虫歯の部分をすべて削っても神経(歯髄)が露出しないことが確実な虫歯では、虫歯はすべて削りとる従来通りの治療法でやるのが原則だと考えています。
3Mixの特徴は虫歯を残すということですが、虫歯の部分には歯科材料が接着しません。虫歯の再発(二次カリエス)を防ぐには歯科材料を完全に接着させることが重要です。少しでも接着をよくするためには虫歯は可及的に削り取らなければならないと考えています。
自覚症状が強くなく、通常通り虫歯を全部削ると神経まで達してしまうような深い虫歯、あるいは生えてきたばかりでまだ完全に歯が完成していない幼弱永久歯の深い虫歯で、神経が回復する可能性がある場合には3Mix法をやる価値はあると考えています。
その場合でも、虫歯はある程度削る必要があります。
3Mixの薬剤を効果的に効かせるポイントは密封性にあります。薬を完全に密封させるには上につめる歯科材料を歯にしっかり接着させなければいけません。
それには虫歯をある程度削らなければいけません。当然、削れば痛みを伴う場合もあり、時には麻酔も必要になります。
また100%確実な方法ではなく神経が回復不能なダメージを受けていた場合、後に神経をとらなければいけなくなることもあると考えています。

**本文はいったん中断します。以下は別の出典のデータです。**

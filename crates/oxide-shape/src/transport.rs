//! Serialized access to one connection.
//!
//! The [`Transport`] owns the driver behind a re-entrant lock. Every
//! statement runs through a [`Session`], the guard of that lock, so
//! statements from different threads never interleave. The same thread may
//! lock again while it holds a session; nested callers then share the open
//! transaction.
//!
//! Transactions are reference-counted per connection: only the outermost
//! commit or rollback reaches the driver, and a rollback at any nested level
//! turns the outermost commit into a rollback.

use std::cell::RefCell;

use oxide_shape_core::{Dialect, Statement};
use parking_lot::{ReentrantMutex, ReentrantMutexGuard};
use tracing::{debug, warn};

use crate::driver::{Driver, ExecStatus, Row};
use crate::error::{DatabaseError, Result};

/// Status accumulated by the current transaction.
#[derive(Debug, Clone, Copy, Default, PartialEq, Eq)]
pub struct TransactionStatus {
    /// Row id of the last inserted row.
    pub last_insert_id: i64,
    /// Rows changed since the outermost `begin`.
    pub rows_affected: u64,
}

#[derive(Default)]
struct Link {
    driver: Option<Box<dyn Driver>>,
    depth: usize,
    failed: bool,
    status: TransactionStatus,
}

impl Link {
    fn driver(&mut self) -> Result<&mut Box<dyn Driver>> {
        self.driver.as_mut().ok_or(DatabaseError::AlreadyClosed)
    }
}

/// A connection shared between threads.
pub struct Transport {
    dialect: Dialect,
    link: ReentrantMutex<RefCell<Link>>,
}

impl std::fmt::Debug for Transport {
    fn fmt(&self, f: &mut std::fmt::Formatter<'_>) -> std::fmt::Result {
        f.debug_struct("Transport")
            .field("dialect", &self.dialect)
            .finish_non_exhaustive()
    }
}

impl Transport {
    /// Creates a closed transport for `dialect`.
    #[must_use]
    pub fn new(dialect: Dialect) -> Self {
        Self {
            dialect,
            link: ReentrantMutex::new(RefCell::new(Link::default())),
        }
    }

    /// Creates a transport already open on `driver`.
    #[must_use]
    pub fn with_driver(dialect: Dialect, driver: Box<dyn Driver>) -> Self {
        let transport = Self::new(dialect);
        transport.link.lock().borrow_mut().driver = Some(driver);
        transport
    }

    /// Returns the dialect statements are rendered for.
    #[must_use]
    pub const fn dialect(&self) -> Dialect {
        self.dialect
    }

    /// Attaches a connection.
    ///
    /// # Errors
    ///
    /// Returns [`DatabaseError::AlreadyOpen`] if a connection is attached.
    pub fn open(&self, driver: Box<dyn Driver>) -> Result<()> {
        let guard = self.link.lock();
        let mut link = guard.borrow_mut();
        if link.driver.is_some() {
            return Err(DatabaseError::AlreadyOpen);
        }
        link.driver = Some(driver);
        link.depth = 0;
        link.failed = false;
        Ok(())
    }

    /// Detaches and closes the connection, rolling back an open transaction.
    ///
    /// # Errors
    ///
    /// Returns [`DatabaseError::AlreadyClosed`] if no connection is attached,
    /// or the driver error raised while closing.
    pub fn close(&self) -> Result<()> {
        let guard = self.link.lock();
        let (mut driver, open) = {
            let mut link = guard.borrow_mut();
            let driver = link.driver.take().ok_or(DatabaseError::AlreadyClosed)?;
            let open = link.depth > 0;
            link.depth = 0;
            link.failed = false;
            (driver, open)
        };
        if open {
            warn!("Closing with an open transaction, rolling back");
            if let Err(err) = driver.rollback() {
                warn!(error = %err, "Rollback on close failed");
            }
        }
        driver.close()
    }

    /// Returns whether a connection is attached.
    #[must_use]
    pub fn is_open(&self) -> bool {
        self.link.lock().borrow().driver.is_some()
    }

    /// Locks the connection for the current thread.
    ///
    /// Blocks while another thread holds a session.
    #[must_use]
    pub fn lock(&self) -> Session<'_> {
        Session {
            dialect: self.dialect,
            guard: self.link.lock(),
        }
    }
}

/// Exclusive use of the connection, held until dropped.
pub struct Session<'a> {
    dialect: Dialect,
    guard: ReentrantMutexGuard<'a, RefCell<Link>>,
}

impl std::fmt::Debug for Session<'_> {
    fn fmt(&self, f: &mut std::fmt::Formatter<'_>) -> std::fmt::Result {
        f.debug_struct("Session")
            .field("dialect", &self.dialect)
            .field("depth", &self.depth())
            .finish()
    }
}

impl Session<'_> {
    /// Returns the dialect statements are rendered for.
    #[must_use]
    pub const fn dialect(&self) -> Dialect {
        self.dialect
    }

    /// Builds and runs a statement that returns no rows.
    ///
    /// # Errors
    ///
    /// Returns a builder error, [`DatabaseError::AlreadyClosed`] or the
    /// driver error.
    pub fn execute(&self, statement: &impl Statement) -> Result<ExecStatus> {
        let (sql, params) = statement.build_with(self.dialect)?;
        debug!(sql = %sql, params = params.len(), "Executing SQL");
        let link = &mut *self.guard.borrow_mut();
        let status = link.driver()?.execute(&sql, &params)?;
        link.status.last_insert_id = status.last_insert_id;
        link.status.rows_affected += status.rows_affected;
        Ok(status)
    }

    /// Builds and runs a query.
    ///
    /// # Errors
    ///
    /// Returns a builder error, [`DatabaseError::AlreadyClosed`] or the
    /// driver error.
    pub fn query(&self, statement: &impl Statement) -> Result<Vec<Row>> {
        let (sql, params) = statement.build_with(self.dialect)?;
        debug!(sql = %sql, params = params.len(), "Executing SQL");
        self.guard.borrow_mut().driver()?.query(&sql, &params)
    }

    /// Opens a transaction, or joins the open one.
    ///
    /// # Errors
    ///
    /// Returns [`DatabaseError::AlreadyClosed`] or the driver error.
    pub fn begin(&self) -> Result<()> {
        let mut link = self.guard.borrow_mut();
        if link.depth == 0 {
            link.driver()?.begin()?;
            link.failed = false;
            link.status = TransactionStatus::default();
            debug!("Transaction opened");
        }
        link.depth += 1;
        Ok(())
    }

    /// Leaves one transaction level, committing at the outermost one.
    ///
    /// # Errors
    ///
    /// - [`DatabaseError::TransactionClosed`] without an open transaction
    /// - [`DatabaseError::TransactionAborted`] if a nested level rolled back
    /// - the driver error if the commit failed and was rolled back
    /// - [`DatabaseError::TransactionStateUnknown`] if the rollback after a
    ///   failed commit failed as well
    pub fn commit(&self) -> Result<()> {
        let mut link = self.guard.borrow_mut();
        if link.depth == 0 {
            return Err(DatabaseError::TransactionClosed);
        }
        link.depth -= 1;
        if link.depth > 0 {
            return Ok(());
        }
        let failed = std::mem::take(&mut link.failed);
        let driver = link.driver()?;
        if failed {
            driver.rollback()?;
            warn!("Nested transaction failed, rolled back");
            return Err(DatabaseError::TransactionAborted);
        }
        if let Err(err) = driver.commit() {
            return match driver.rollback() {
                Ok(()) => Err(err),
                Err(rollback) => {
                    warn!(error = %err, rollback = %rollback, "Rollback after failed commit failed");
                    Err(DatabaseError::TransactionStateUnknown)
                }
            };
        }
        debug!("Transaction committed");
        Ok(())
    }

    /// Leaves one transaction level, rolling back at the outermost one.
    ///
    /// A nested rollback only marks the transaction as failed.
    ///
    /// # Errors
    ///
    /// Returns [`DatabaseError::TransactionClosed`] without an open
    /// transaction, or the driver error.
    pub fn rollback(&self) -> Result<()> {
        let mut link = self.guard.borrow_mut();
        if link.depth == 0 {
            return Err(DatabaseError::TransactionClosed);
        }
        link.depth -= 1;
        if link.depth > 0 {
            link.failed = true;
            return Ok(());
        }
        link.failed = false;
        link.driver()?.rollback()?;
        debug!("Transaction rolled back");
        Ok(())
    }

    /// Runs `op` in a transaction: commit on `Ok`, rollback on `Err`.
    ///
    /// # Errors
    ///
    /// Returns the error of `op`, or the error of `begin`/`commit`.
    pub fn transaction<T>(&self, op: impl FnOnce(&Self) -> Result<T>) -> Result<T> {
        self.begin()?;
        let mut level = Level {
            session: self,
            open: true,
        };
        let outcome = op(self);
        level.open = false;
        match outcome {
            Ok(value) => {
                self.commit()?;
                Ok(value)
            }
            Err(err) => {
                if let Err(rollback) = self.rollback() {
                    warn!(error = %rollback, "Rollback failed");
                }
                Err(err)
            }
        }
    }

    /// Leaves one level of a transaction whose body unwound.
    fn abandon(&self) {
        let Ok(mut link) = self.guard.try_borrow_mut() else {
            return;
        };
        if link.depth == 0 {
            return;
        }
        link.depth -= 1;
        if link.depth > 0 {
            link.failed = true;
            return;
        }
        link.failed = false;
        match link.driver().and_then(|driver| driver.rollback()) {
            Ok(()) => warn!("Transaction body panicked, rolled back"),
            Err(err) => warn!(error = %err, "Rollback after panic failed"),
        }
    }

    /// Returns the status of the current transaction.
    #[must_use]
    pub fn status(&self) -> TransactionStatus {
        self.guard.borrow().status
    }

    /// Returns the number of open transaction levels.
    #[must_use]
    pub fn depth(&self) -> usize {
        self.guard.borrow().depth
    }
}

抗菌薬 | 基材(剤) | 治療対象 | 虫歯を削る量 | |
---|---|---|---|---|
当院のやり方 | メトロニダゾール シプロフロキサシン ミノサイクリン | マクロゴール プロピレングリコール | 神経に近い深い虫歯 | 虫歯はできるだけ削る 神経に近い部分だけ虫歯を残す |
何もしなくてもズキズキ痛い、冷たいもの熱いものがジーンとしみて痛みがしばらく持続する、レントゲン検査で明らかに神経に達しているなどの虫歯は基本的に3Mix法の適応ではなく、神経を取る治療が必要と考えます。

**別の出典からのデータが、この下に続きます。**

//! DROP, RENAME and row-copy builders used to reshape tables.

use super::{require_name, Statement};
use crate::dialect::Dialect;
use crate::error::{Result, ShapeError};
use crate::table::TableDescriptor;
use crate::value::SqlValue;

/// Builds `DROP TABLE`.
#[derive(Debug, Clone, Default)]
pub struct DropTable {
    name: Option<String>,
    if_exists: bool,
    dialect: Dialect,
}

impl DropTable {
    /// Creates a new DROP TABLE builder.
    #[must_use]
    pub fn new() -> Self {
        Self::default()
    }

    /// Drops the table of a descriptor.
    #[must_use]
    pub fn table(self, table: &TableDescriptor) -> Self {
        self.name(table.remote_name())
    }

    /// Drops a table by name.
    #[must_use]
    pub fn name(mut self, name: impl Into<String>) -> Self {
        self.name = Some(name.into());
        self
    }

    /// Adds `IF EXISTS`.
    #[must_use]
    pub const fn if_exists(mut self) -> Self {
        self.if_exists = true;
        self
    }

    /// Sets the dialect used by [`DropTable::build`].
    #[must_use]
    pub const fn dialect(mut self, dialect: Dialect) -> Self {
        self.dialect = dialect;
        self
    }

    /// Builds the statement for the configured dialect.
    ///
    /// # Errors
    ///
    /// Returns an error if no table name is set or it is empty.
    pub fn build(&self) -> Result<(String, Vec<SqlValue>)> {
        self.build_with(self.dialect)
    }
}

impl Statement for DropTable {
    fn build_with(&self, dialect: Dialect) -> Result<(String, Vec<SqlValue>)> {
        let name = require_name(self.name.as_deref())?;
        let sql = format!(
            "DROP TABLE {}{}",
            if self.if_exists { "IF EXISTS " } else { "" },
            dialect.quote_identifier(name)
        );
        Ok((sql, vec![]))
    }
}

/// Builds `ALTER TABLE <from> RENAME TO <to>`.
#[derive(Debug, Clone, Default)]
pub struct RenameTable {
    from: Option<String>,
    to: Option<String>,
    dialect: Dialect,
}

impl RenameTable {
    /// Creates a new RENAME builder.
    #[must_use]
    pub fn new() -> Self {
        Self::default()
    }

    /// Renames the table of a descriptor.
    #[must_use]
    pub fn table(self, table: &TableDescriptor) -> Self {
        self.name(table.remote_name())
    }

    /// Renames a table by name.
    #[must_use]
    pub fn name(mut self, name: impl Into<String>) -> Self {
        self.from = Some(name.into());
        self
    }

    /// Sets the new name.
    #[must_use]
    pub fn to(mut self, name: impl Into<String>) -> Self {
        self.to = Some(name.into());
        self
    }

    /// Sets the dialect used by [`RenameTable::build`].
    #[must_use]
    pub const fn dialect(mut self, dialect: Dialect) -> Self {
        self.dialect = dialect;
        self
    }

    /// Builds the statement for the configured dialect.
    ///
    /// # Errors
    ///
    /// Returns an error if either name is missing or empty.
    pub fn build(&self) -> Result<(String, Vec<SqlValue>)> {
        self.build_with(self.dialect)
    }
}

impl Statement for RenameTable {
    fn build_with(&self, dialect: Dialect) -> Result<(String, Vec<SqlValue>)> {
        let from = require_name(self.from.as_deref())?;
        let to = require_name(self.to.as_deref())?;
        let sql = format!(
            "ALTER TABLE {} RENAME TO {}",
            dialect.quote_identifier(from),
            dialect.quote_identifier(to)
        );
        Ok((sql, vec![]))
    }
}

/// Builds `INSERT INTO <target> (<new>) SELECT <old> AS <new> FROM <source>`.
///
/// Each pair maps a source column onto a target column. Target columns
/// without a pair take their default.
#[derive(Debug, Clone, Default)]
pub struct CopyRows {
    source: Option<String>,
    target: Option<String>,
    pairs: Vec<(String, String)>,
    dialect: Dialect,
}

impl CopyRows {
    /// Creates a new copy builder.
    #[must_use]
    pub fn new() -> Self {
        Self::default()
    }

    /// Table the rows are read from.
    #[must_use]
    pub fn from_table(mut self, name: impl Into<String>) -> Self {
        self.source = Some(name.into());
        self
    }

    /// Table the rows are written to.
    #[must_use]
    pub fn into_table(mut self, name: impl Into<String>) -> Self {
        self.target = Some(name.into());
        self
    }

    /// Copies source column `old` into target column `new`.
    #[must_use]
    pub fn pair(mut self, old: impl Into<String>, new: impl Into<String>) -> Self {
        self.pairs.push((old.into(), new.into()));
        self
    }

    /// Adds several column pairs.
    #[must_use]
    pub fn pairs<I, O, N>(mut self, pairs: I) -> Self
    where
        I: IntoIterator<Item = (O, N)>,
        O: Into<String>,
        N: Into<String>,
    {
        self.pairs
            .extend(pairs.into_iter().map(|(old, new)| (old.into(), new.into())));
        self
    }

    /// Sets the dialect used by [`CopyRows::build`].
    #[must_use]
    pub const fn dialect(mut self, dialect: Dialect) -> Self {
        self.dialect = dialect;
        self
    }

    /// Builds the statement for the configured dialect.
    ///
    /// # Errors
    ///
    /// Returns an error if a table name is missing or empty, or no column
    /// pair is given.
    pub fn build(&self) -> Result<(String, Vec<SqlValue>)> {
        self.build_with(self.dialect)
    }
}

impl Statement for CopyRows {
    fn build_with(&self, dialect: Dialect) -> Result<(String, Vec<SqlValue>)> {
        let source = require_name(self.source.as_deref())?;
        let target = require_name(self.target.as_deref())?;
        if self.pairs.is_empty() {
            return Err(ShapeError::NoColumnPairs(String::from(target)));
        }

        let new_columns: Vec<String> = self
            .pairs
            .iter()
            .map(|(_, new)| dialect.quote_identifier(new))
            .collect();
        let projection: Vec<String> = self
            .pairs
            .iter()
            .map(|(old, new)| {
                format!(
                    "{} AS {}",
                    dialect.quote_identifier(old),
                    dialect.quote_identifier(new)
                )
            })
            .collect();

        let sql = format!(
            "INSERT INTO {} ({}) SELECT {} FROM {}",
            dialect.quote_identifier(target),
            new_columns.join(", "),
            projection.join(", "),
            dialect.quote_identifier(source)
        );
        Ok((sql, vec![]))
    }
}

#[cfg(test)]
mod tests {
    use super::*;
    use crate::builder::fixtures::person_table;

    #[test]
    fn test_drop() {
        let table = person_table();
        let (sql, _) = DropTable::new()
            .table(&table)
            .if_exists()
            .build_with(Dialect::Sqlite)
            .unwrap();
        assert_eq!(sql, "DROP TABLE IF EXISTS `person`");
        assert_eq!(DropTable::new().build().unwrap_err(), ShapeError::MissingTable);
        assert_eq!(
            DropTable::new().name("").build().unwrap_err(),
            ShapeError::TableWithoutName
        );
    }

    #[test]
    fn test_rename() {
        let (sql, _) = RenameTable::new()
            .name("_person_migration")
            .to("person")
            .build_with(Dialect::Sqlite)
            .unwrap();
        assert_eq!(sql, "ALTER TABLE `_person_migration` RENAME TO `person`");
        assert_eq!(
            RenameTable::new().name("a").build().unwrap_err(),
            ShapeError::MissingTable
        );
    }

    #[test]
    fn test_copy_rows() {
        let (sql, params) = CopyRows::new()
            .from_table("person")
            .into_table("_person_migration")
            .pair("ID", "ID")
            .pair("FullName", "Name")
            .build_with(Dialect::Sqlite)
            .unwrap();
        assert_eq!(
            sql,
            "INSERT INTO `_person_migration` (`ID`, `Name`) \
             SELECT `ID` AS `ID`, `FullName` AS `Name` FROM `person`"
        );
        assert!(params.is_empty());
    }

    #[test]
    fn test_copy_rows_needs_pairs() {
        let err = CopyRows::new()
            .from_table("person")
            .into_table("_person_migration")
            .build()
            .unwrap_err();
        assert_eq!(err, ShapeError::NoColumnPairs(String::from("_person_migration")));
    }
}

虫歯の部分に歯科材料は接着しません。良好な予後を得るためには良好な接着が必要不可欠と考えています。
従って虫歯はある程度削る必要がありますし、場合によっては痛みがともないますので麻酔が必要なこともあると思います。
3mix法は素晴らしい治療方法ですが、万能薬ではなく、「削らない、痛くない虫歯治療法」は、残念ながら現在まだ無いと考えています。
当院では3Mix法を希望する患者さんのみ同意を得て3Mix-MP法の薬剤を使うことはありますが、削る量や適応症が違うため、
当院の治療法はいわゆる「3Mix-MP法」ではありません。